O’Connell scraped together the remnants of Cook for a successful season in 2022, but he craved more efficiency. An attempt to make Alexander Mattison RB1 flopped in 2023, and the Vikings had something with Aaron Jones early in the 2024 season. But Jones’ effectiveness waned as the season wore on.

The same went for the offensive line. The decade-long Can He Play Guard? battle royale raged on through O’Connell’s first season, and Garrett Bradbury’s struggles in pass protection neutralized any advantage he provided in the running game. Some days, Minnesota’s offensive line would be maulers on the ground. On others, they’d be pushed around by bigger, stronger athletes.

It’s what’s made the running game O’Connell’s kryptonite as a head coach. The Vikings ranked 27th and 29th in rushing yards in their first two seasons.

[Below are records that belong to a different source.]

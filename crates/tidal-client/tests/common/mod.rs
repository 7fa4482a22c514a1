#![allow(dead_code)]

use std::collections::VecDeque;
use std::sync::atomic::{AtomicUsize, Ordering};
use std::sync::{Arc, Mutex};

use async_trait::async_trait;
use tidal_client::{
    ClientConfig, ExchangeError, MemoryTokenStore, Notice, Notifier, SessionClient, TokenExchange,
    TokenGrant, TokenStore,
};
use tokio::sync::Semaphore;

pub const DOMAIN: &str = "tests.local";

#[derive(Default)]
pub struct RecordingNotifier {
    notices: Mutex<Vec<Notice>>,
    redirects: AtomicUsize,
    on_login: bool,
}

impl RecordingNotifier {
    pub fn on_login_surface() -> Self {
        Self {
            on_login: true,
            ..Self::default()
        }
    }

    pub fn notices(&self) -> Vec<Notice> {
        self.notices.lock().expect("notices lock").clone()
    }

    pub fn redirects(&self) -> usize {
        self.redirects.load(Ordering::SeqCst)
    }
}

impl Notifier for RecordingNotifier {
    fn notify(&self, notice: &Notice) {
        self.notices.lock().expect("notices lock").push(notice.clone());
    }

    fn redirect_to_login(&self) {
        self.redirects.fetch_add(1, Ordering::SeqCst);
    }

    fn on_login_surface(&self) -> bool {
        self.on_login
    }
}

/// Token exchange that blocks until the test releases it and answers from a
/// scripted list of outcomes.
pub struct GatedExchange {
    gate: Semaphore,
    calls: AtomicUsize,
    outcomes: Mutex<VecDeque<Result<TokenGrant, ExchangeError>>>,
}

impl GatedExchange {
    pub fn new(outcomes: Vec<Result<TokenGrant, ExchangeError>>) -> Arc<Self> {
        Arc::new(Self {
            gate: Semaphore::new(0),
            calls: AtomicUsize::new(0),
            outcomes: Mutex::new(outcomes.into()),
        })
    }

    pub fn release(&self) {
        self.gate.add_permits(1);
    }

    pub fn calls(&self) -> usize {
        self.calls.load(Ordering::SeqCst)
    }
}

#[async_trait]
impl TokenExchange for GatedExchange {
    async fn exchange(&self, _refresh_token: &str) -> Result<TokenGrant, ExchangeError> {
        self.calls.fetch_add(1, Ordering::SeqCst);
        self.gate.acquire().await.expect("gate open").forget();
        self.outcomes
            .lock()
            .expect("outcomes lock")
            .pop_front()
            .unwrap_or_else(|| Err(ExchangeError::Transport("no scripted outcome".into())))
    }
}

pub fn grant(access: &str, refresh: Option<&str>) -> TokenGrant {
    TokenGrant {
        access_token: access.to_string(),
        refresh_token: refresh.map(str::to_string),
    }
}

pub fn config(base_url: &str) -> ClientConfig {
    ClientConfig {
        base_url: base_url.to_string(),
        token_domain: DOMAIN.to_string(),
        ..ClientConfig::default()
    }
}

pub fn signed_in_store(access: &str, refresh: &str) -> Arc<MemoryTokenStore> {
    let store = Arc::new(MemoryTokenStore::new(DOMAIN));
    store.set("access_token", access).expect("store access");
    store.set("refresh_token", refresh).expect("store refresh");
    store
}

pub fn http_client(
    base_url: &str,
    store: Arc<MemoryTokenStore>,
    notifier: Arc<RecordingNotifier>,
) -> SessionClient {
    SessionClient::with_http(reqwest::Client::new(), config(base_url), store, notifier)
        .expect("client")
}

pub fn gated_client(
    base_url: &str,
    store: Arc<MemoryTokenStore>,
    notifier: Arc<RecordingNotifier>,
    exchange: Arc<GatedExchange>,
) -> SessionClient {
    SessionClient::with_exchange(
        reqwest::Client::new(),
        config(base_url),
        store,
        notifier,
        exchange,
    )
}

While they improved last year, they still ranked 19th, underwhelming in a division known for the black-and-blue colors it leaves its opponents after games.

While O’Connell doesn’t need to go full Zimmer, he knows that a strong running game could help his young quarterback, much like Daunte Culpepper admitted that Robert Smith‘s presence helped him when he took over as Vikings starter in 2000 after essentially redshirting his rookie year.

“It takes a lot of pressure off your quarterback anytime you can run the football,” Culpepper said in an interview with Adam Patrick of The Viking Age. “If [the Vikings] are smart, which I know they are, they’re going to make sure that the running game is solid. Because once your running game is solid, it opens up everything else.”

Those comments should reveal why the Vikings invested heavily in the ground game this offseason. Will Fries, Ryan Kelly, and Donovan Jackson should help an interior that teams pushed around toward the end of last offseason. Jordan Mason should help spell Aaron Jones and give opposing defenses another threat to worry about in the backfield.

There are some jokes to be had about McCarthy leaning on a ground game after starring in Jim Harbaugh’s ground-and-pound scheme at Michigan. But what those trolls aren’t mentioning is that McCarthy won a national title with that style of play.

It also doesn’t have to be permanent. If Minnesota’s ground game carries them through the first four to six weeks of the season, McCarthy can get comfortable and start throwing the ball downfield to O’Connell’s preference later in the year.

It’s not the Patrick Mahomes route to success, where he took the league by storm in 2018. But it’s something that will help O’Connell win games and not throw McCarthy completely into the fire.